Reputation: 2057
Is it possible to query numbers in SOLR which have special characters?
I have a field score
which can have decimal percentages like 35.49%
, 104.18%
etc.
I need to query this field with greater than
and less than
operators. I have tried using WordDelimiterFilterFactory
and created a new custom field like this.
<fieldType name="alphaNumericSort" class="solr.TextField" sortMissingLast="false" omitNorms="true">
<analyzer>
<!-- KeywordTokenizer does no actual tokenizing, so the entire
input string is preserved as a single token
-->
<tokenizer class="solr.KeywordTokenizerFactory"/>
<!-- The LowerCase TokenFilter does what you expect, which can be
when you want your sorting to be case insensitive
-->
<filter class="solr.WordDelimiterFilterFactory"
generateWordParts="1"
generateNumberParts="1"
catenateWords="0"
catenateNumbers="0"
catenateAll="0"
preserveOriginal="1"
types="lang/delim-types.txt" />
<filter class="solr.LowerCaseFilterFactory" />
<!-- The TrimFilter removes any leading or trailing whitespace -->
<filter class="solr.TrimFilterFactory" />
<!-- Left-pad numbers with zeroes -->
<filter class="solr.PatternReplaceFilterFactory"
pattern="(\d+)" replacement="00000$1" replace="all"
/>
<!-- Left-trim zeroes to produce 6 digit numbers -->
<filter class="solr.PatternReplaceFilterFactory"
pattern="0*([0-9]{6,})" replacement="$1" replace="all"
/>
<!-- Remove all but alphanumeric characters -->
<filter class="solr.PatternReplaceFilterFactory"
pattern="([^a-z0-9])" replacement="" replace="all"
/>
</analyzer>
</fieldType>
The content of the file delim-types.txt is
% => ALPHA
But when I query like this,
- score:[* TO 100.00]
It doesn't return any results. Am I doing something wrong?
Upvotes: 0
Views: 884
Reputation: 52802
First - I'd avoid naming a field score, as that will also be the field name used internally by Solr to refer to the score of the document after performing a search (in the fl
parameter or in a sort
)
Your existing chain tries to make text field / strfield sorting work by padding numbers to the exact same length. The regex replacement filters will remove anything not a number, so 3.3 and 3.30 will be considered differing numbers.
A better way to implement this would be to use a numeric field. If you can accept the inaccuracies of a double field, a TrieDoubleField
is probably the best option.
Removing the % can be done in an update processor.
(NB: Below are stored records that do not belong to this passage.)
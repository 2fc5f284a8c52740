//! Diagnostic rendering for locate and parse errors.

use ariadne::{Color, Config, Label, Report, ReportKind, Source};

use crate::{Error, LocateError, ParseError, ScanError};

type ReportSpan<'a> = (&'a str, std::ops::Range<usize>);

/// Render an error with ariadne.
///
/// Returns a string containing the formatted error message with source
/// context. Output is uncolored so it can be embedded in editor
/// surfaces directly.
pub fn render_report(error: &Error, filename: &str, source: &str) -> String {
    let mut output = Vec::new();
    write_report(error, filename, source, &mut output);
    String::from_utf8(output).unwrap_or_else(|_| error.to_string())
}

/// Write an error report to a writer.
pub fn write_report<W: std::io::Write>(error: &Error, filename: &str, source: &str, writer: W) {
    let report = build_report(error, filename, source.len());
    let _ = report
        .finish()
        .write((filename, Source::from(source)), writer);
}

/// A one-byte range at `offset`, clamped to the source length.
fn at(offset: usize, len: usize) -> std::ops::Range<usize> {
    let start = offset.min(len);
    start..(start + 1).min(len).max(start)
}

fn build_report<'a>(
    error: &Error,
    filename: &'a str,
    len: usize,
) -> ariadne::ReportBuilder<'static, ReportSpan<'a>> {
    let report = match error {
        Error::Locate(err) => build_locate_report(err, filename, len),
        Error::Parse(err) => build_parse_report(err, filename, len),
    };
    report.with_config(Config::default().with_color(false))
}

fn build_locate_report<'a>(
    error: &LocateError,
    filename: &'a str,
    len: usize,
) -> ariadne::ReportBuilder<'static, ReportSpan<'a>> {
    match error {
        LocateError::NoEnclosingTag { offset } => {
            let range = at(*offset, len);
            Report::build(ReportKind::Error, (filename, range.clone()))
                .with_message("no enclosing tag")
                .with_label(
                    Label::new((filename, range))
                        .with_message("no tag starts at or before this offset")
                        .with_color(Color::Red),
                )
                .with_help("place the cursor inside an opening tag, after its `<Name`")
        }
        LocateError::NoEnclosingObject { offset } => {
            let range = at(*offset, len);
            Report::build(ReportKind::Error, (filename, range.clone()))
                .with_message("no enclosing object literal")
                .with_label(
                    Label::new((filename, range))
                        .with_message("no `{` block contains this offset")
                        .with_color(Color::Red),
                )
                .with_help("place the cursor between the braces of an object literal")
        }
        LocateError::Scan(err) => build_scan_report(err, filename, len),
    }
}

fn build_parse_report<'a>(
    error: &ParseError,
    filename: &'a str,
    len: usize,
) -> ariadne::ReportBuilder<'static, ReportSpan<'a>> {
    match error {
        ParseError::UnterminatedEntryList { start } => {
            let range = at(*start, len);
            Report::build(ReportKind::Error, (filename, range.clone()))
                .with_message("unterminated entry list")
                .with_label(
                    Label::new((filename, range))
                        .with_message("list starts here and is never closed")
                        .with_color(Color::Red),
                )
                .with_help("close the list with `>`, `/>`, or `}`")
        }
        ParseError::UnexpectedCharacter { offset, found } => {
            let range = at(*offset, len);
            Report::build(ReportKind::Error, (filename, range.clone()))
                .with_message(format!("unexpected character {found:?}"))
                .with_label(
                    Label::new((filename, range))
                        .with_message("cannot begin an entry")
                        .with_color(Color::Red),
                )
        }
        ParseError::Scan(err) => build_scan_report(err, filename, len),
    }
}

fn build_scan_report<'a>(
    error: &ScanError,
    filename: &'a str,
    len: usize,
) -> ariadne::ReportBuilder<'static, ReportSpan<'a>> {
    match error {
        ScanError::UnterminatedString { start, quote } => {
            let range = at(*start, len);
            Report::build(ReportKind::Error, (filename, range.clone()))
                .with_message("unterminated string")
                .with_label(
                    Label::new((filename, range))
                        .with_message("string opened here")
                        .with_color(Color::Red),
                )
                .with_help(format!("add a closing {quote}"))
        }
        ScanError::UnterminatedComment { start } => {
            let range = at(*start, len);
            Report::build(ReportKind::Error, (filename, range.clone()))
                .with_message("unterminated block comment")
                .with_label(
                    Label::new((filename, range))
                        .with_message("comment opened here")
                        .with_color(Color::Red),
                )
                .with_help("add a closing `*/`")
        }
        ScanError::UnbalancedBracket { start, open } => {
            let range = at(*start, len);
            Report::build(ReportKind::Error, (filename, range.clone()))
                .with_message(format!("unbalanced {open:?} block"))
                .with_label(
                    Label::new((filename, range))
                        .with_message("block opened here")
                        .with_color(Color::Red),
                )
                .with_help("add the matching closing bracket")
        }
        ScanError::ScanNotFound { from, targets } => {
            let range = at(*from, len);
            Report::build(ReportKind::Error, (filename, range.clone()))
                .with_message(format!("none of {targets} found"))
                .with_label(
                    Label::new((filename, range))
                        .with_message("scan started here")
                        .with_color(Color::Red),
                )
        }
    }
}

#[cfg(test)]
mod tests {
    use crate::{ListKind, parse_entries, parse_tag_at, render_report};

    #[test]
    fn unterminated_string_report() {
        let source = "<T name=\"oops";
        let err = parse_tag_at(source, 3).unwrap_err();
        let rendered = render_report(&err, "screen.jsx", source);
        assert!(rendered.contains("unterminated string"));
        assert!(rendered.contains("screen.jsx"));
        assert!(rendered.contains("string opened here"));
    }

    #[test]
    fn unterminated_list_report() {
        let source = "{ a: 1";
        let err = parse_entries(source, 1, ListKind::ObjectLiteral)
            .map_err(crate::Error::Parse)
            .unwrap_err();
        let rendered = render_report(&err, "styles.js", source);
        assert!(rendered.contains("unterminated entry list"));
        assert!(rendered.contains("never closed"));
    }

    #[test]
    fn no_enclosing_tag_report() {
        let source = "plain text";
        let err = parse_tag_at(source, 4).unwrap_err();
        let rendered = render_report(&err, "screen.jsx", source);
        assert!(rendered.contains("no enclosing tag"));
    }

    #[test]
    fn offset_past_end_is_clamped() {
        let source = "plain";
        let err = parse_tag_at(source, source.len() + 10).unwrap_err();
        // must not panic on an out-of-range cursor
        let _ = render_report(&err, "screen.jsx", source);
    }
}
//! The four nesting-aware scanning primitives.
//!
//! All offsets are byte offsets. Every character with structural meaning
//! (quotes, brackets, slashes, commas) is ASCII, so scanning bytes is
//! safe in UTF-8 text: a byte >= 0x80 can never be mistaken for one of
//! them.
//!
//! Convention: `skip_*` functions return the offset just past the
//! construct they consumed; `scan_to_any_of` returns the offset of the
//! character it found.

use tracing::trace;

use crate::ScanError;

/// Check if a character opens a quoted string.
#[inline]
pub fn is_quote_char(c: char) -> bool {
    matches!(c, '"' | '\'' | '`')
}

/// Check if a character opens a bracket block.
#[inline]
pub fn is_open_bracket(c: char) -> bool {
    matches!(c, '(' | '[' | '{')
}

/// The closing bracket matching an opener, if `open` is one.
#[inline]
pub fn closing_bracket(open: char) -> Option<char> {
    match open {
        '(' => Some(')'),
        '[' => Some(']'),
        '{' => Some('}'),
        _ => None,
    }
}

/// Check if `text[index..]` starts a line or block comment.
#[inline]
pub fn is_comment_start(text: &str, index: usize) -> bool {
    let bytes = text.as_bytes();
    bytes.get(index) == Some(&b'/') && matches!(bytes.get(index + 1), Some(b'/' | b'*'))
}

/// Whether the quote at `index` is escaped by a backslash run.
///
/// A quote is escaped when preceded by an odd number of consecutive
/// backslashes; an even run means the backslashes escape each other.
fn is_escaped(bytes: &[u8], index: usize) -> bool {
    let mut count = 0;
    while count < index && bytes[index - 1 - count] == b'\\' {
        count += 1;
    }
    count % 2 == 1
}

/// Skip a quoted string.
///
/// `text[open_index]` is the quote character; the scan looks for the next
/// occurrence of the same character, continuing past escaped quotes.
/// Returns the offset just past the closing quote.
pub fn skip_quoted_string(text: &str, open_index: usize) -> Result<usize, ScanError> {
    let bytes = text.as_bytes();
    let quote = bytes[open_index];
    debug_assert!(is_quote_char(quote as char));

    let mut i = open_index + 1;
    while i < bytes.len() {
        if bytes[i] == quote && !is_escaped(bytes, i) {
            return Ok(i + 1);
        }
        i += 1;
    }
    Err(ScanError::UnterminatedString {
        start: open_index,
        quote: quote as char,
    })
}

/// Skip a comment starting at `start_index`.
///
/// Line comments run to (not including) the next newline or end of text;
/// block comments run through the closing `*/`. A lone `/` that opens no
/// comment advances by a single byte so callers can continue scanning.
pub fn skip_comment(text: &str, start_index: usize) -> Result<usize, ScanError> {
    let bytes = text.as_bytes();
    match bytes.get(start_index + 1) {
        Some(b'/') => match text[start_index..].find('\n') {
            Some(offset) => Ok(start_index + offset),
            None => Ok(text.len()),
        },
        Some(b'*') => match text[start_index + 2..].find("*/") {
            Some(offset) => Ok(start_index + 2 + offset + 2),
            None => Err(ScanError::UnterminatedComment { start: start_index }),
        },
        _ => Ok(start_index + 1),
    }
}

/// Skip a balanced bracket block.
///
/// `text[open_index]` is one of `(`, `[`, `{`. The depth counter starts
/// at 1; quoted strings and comments are skipped atomically *before* any
/// bracket is counted, so a bracket inside a string or comment never
/// affects depth. Returns the offset just past the matching close.
pub fn skip_balanced_block(text: &str, open_index: usize) -> Result<usize, ScanError> {
    let bytes = text.as_bytes();
    let open = bytes[open_index] as char;
    let Some(close) = closing_bracket(open) else {
        return Err(ScanError::UnbalancedBracket {
            start: open_index,
            open,
        });
    };

    let mut depth = 1usize;
    let mut i = open_index + 1;
    while i < bytes.len() {
        let c = bytes[i] as char;
        if is_quote_char(c) {
            i = skip_quoted_string(text, i)?;
        } else if is_comment_start(text, i) {
            i = skip_comment(text, i)?;
        } else {
            if c == open {
                depth += 1;
            } else if c == close {
                depth -= 1;
                if depth == 0 {
                    trace!(open_index, end = i + 1, %open, "skipped block");
                    return Ok(i + 1);
                }
            }
            i += 1;
        }
    }
    Err(ScanError::UnbalancedBracket {
        start: open_index,
        open,
    })
}

/// Scan forward to the first unnested occurrence of any target character.
///
/// Quotes, comments, and bracket blocks are treated as atomic: their
/// interior characters never match, even when they appear in `targets`.
/// A target is checked before atomic skipping, so a target that is itself
/// an opener (such as `{`) is still found at depth 0.
pub fn scan_to_any_of(text: &str, from_index: usize, targets: &[char]) -> Result<usize, ScanError> {
    let bytes = text.as_bytes();
    let mut i = from_index;
    while i < bytes.len() {
        let c = bytes[i] as char;
        if targets.contains(&c) {
            return Ok(i);
        }
        if is_quote_char(c) {
            i = skip_quoted_string(text, i)?;
        } else if is_comment_start(text, i) {
            i = skip_comment(text, i)?;
        } else if is_open_bracket(c) {
            i = skip_balanced_block(text, i)?;
        } else {
            i += 1;
        }
    }
    Err(ScanError::ScanNotFound {
        from: from_index,
        targets: targets.iter().collect(),
    })
}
Something that uses the RegexReplaceProcessor could work (these are defined in solrconfig.xml
):
<updateRequestProcessorChain name="remove_percent">
<processor class="solr.RegexReplaceProcessorFactory">
<str name="fieldName">score_own</str>
<str name="pattern">%</str>
<str name="replacement"></str>
<bool name="literalReplacement">true</bool>
</processor>
<processor class="solr.LogUpdateProcessorFactory" />
<processor class="solr.RunUpdateProcessorFactory" />
</updateRequestProcessorChain>
You can then reference this update processor by either including update.chain=remove_percent
in your update request URL, or by configuring the requestHandler with the parameter to make Solr invoke it automagically (see Configuring a custom chain as a default on the Update Request Processors wiki page:
<initParams path="/update/**">
<lst name="defaults">
<str name="update.chain">remove_percent</str>
</lst>
</initParams>
or through the definition of the requestHandler:
<requestHandler ... >
<lst name="defaults">
<str name="update.chain">remove_percent</str>
</lst>
</requestHandler>
Upvotes: 1